Là où j'habite, les câbles électriques et téléphoniques sont souterrains et plus ou moins reliés directement à des points centraux de distribution de telle sorte que je n'ai eu ainsi que mes voisins, que 3h d'interruption de courant électrique durant le temps de la tempête, et une douzaine d'heures la journée et soirée de samedi d'interruption de téléphone internet... Mais le réseau de téléphonie mobile est très perturbé du fait de la destruction de 80% des antennes relais. Et il y a d'autres interruptions prévisibles sur les lignes téléphoniques et sur internet orange dans les jours qui viennent, du fait que les centraux et relais sont encore alimentés par des groupes électrogènes qui doivent être réapprovisionnés en carburant après refroidissement du moteur... Les toits des maisons à 4 côtés ont mieux résisté que les toits à 2 côtés, les dégradations sont inégales d'une habitation à l'autre mais sont cependant assez nombreuses.

Le moral est au plus bas du fait des conséquences dramatiques prévisibles à moyen/long terme sur la vie économique, sociale, pratique ; sur le travail, les infrastructures de tourisme (campings mobil homes chalets, centres de loisirs détruits à 70 %)
C'est la filière bois et tous les emplois induits, les industries de transformation, les papeteries, les artisanats, et par suite toute la vie économique du pays, et donc la construction, l'urbanisation, l'immobilier... Qui, déjà très affectés par la crise économique actuelle, vont être durement et durablement perturbés et à terme risquer de disparaître...


Déjà première conséquence immédiate : durant 3 à 6 ans environ, 60% de la forêt n'étant que fûts éclatés, jeunes pins cassés à mi hauteur, gros pins 1m diamètre 60 ans d'âge à terre et déracinés, le tout enchevêtré sur des milliers d'hectares... Il n'y aura d'autre activité que celle consistant en travaux de déblaiement, de bûcheronnage, et de stockage de tout ce bois dont une grande partie est inutilisable pour l'industrie.

A titre d'exemple la route reliant Lesgor à Rion des Landes sur 7 km était obstruée par plus de 300 pins déracinés ou cassés... Et ce constat est le même sur toutes les routes du Marensin et de la Haute Lande...
Ce qui veut dire que, dans les cinq ans à venir, la quasi totalité de l'activité exercée en forêt détruite et à terre, n'aura strictement aucune rentabilité (il faut avant de replanter ; nettoyer, déblayer et cela avec de gros engins qui consomment de l'énergie, et des moyens humains et techniques considérables...)
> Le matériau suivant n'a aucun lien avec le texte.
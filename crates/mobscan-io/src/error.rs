use std::path::PathBuf;
use thiserror::Error;

#[derive(Debug, Error)]
pub enum IoError {
    #[error("input file not found: {0}")]
    InputMissing(PathBuf),
    #[error("failed to read input file {path}: {source}")]
    Read {
        path: PathBuf,
        #[source]
        source: std::io::Error,
    },
    #[error("input file {path} is not valid JSON: {source}")]
    InputMalformed {
        path: PathBuf,
        #[source]
        source: serde_json::Error,
    },
    #[error("failed to write output file {path}: {source}")]
    OutputWrite {
        path: PathBuf,
        #[source]
        source: std::io::Error,
    },
}

impl IoError {
    /// Input failures the extractor may treat as an empty collection.
    pub fn is_input_error(&self) -> bool {
        matches!(
            self,
            IoError::InputMissing(_) | IoError::InputMalformed { .. }
        )
    }
}

pub type Result<T> = std::result::Result<T, IoError>;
De plus, dans le contexte économique, financier et mondial que nous connaissons ; gérer et entretenir des stocks aussi impressionnants de bois, ou essayer de vendre du bois (celui qui est en partie récupérable) s'avère extrêmement difficile...

Il y a dans les Landes deux sources principales de revenus, et donc deux “piliers” de l'économie, qui font venir et s'installer les gens au pays dans des zones rurales urbanisées (lotissements dans les villages et autour des villes) : d'une part la filière bois avec tous les emplois induits c'est à dire toutes les industries de transformation, et d'autre part le tourisme d'été (en fait plusieurs mois ou périodes) avec les locations saisonnières, les séjours en centres de loisirs et campings aménagés, et donc les commerces et l'artisanat, les animations et spectacles et vie culturelle et sportive...

Vu le bilan des dégâts et destructions, tant pour l'ensemble du massif forestier que pour les infrastructures (bâtiments publics et centres de loisirs), je ne vois pas comment ni surtout avec quel argent il sera possible de “faire repartir la machine”, c'est à dire la vie des gens, la vie économique...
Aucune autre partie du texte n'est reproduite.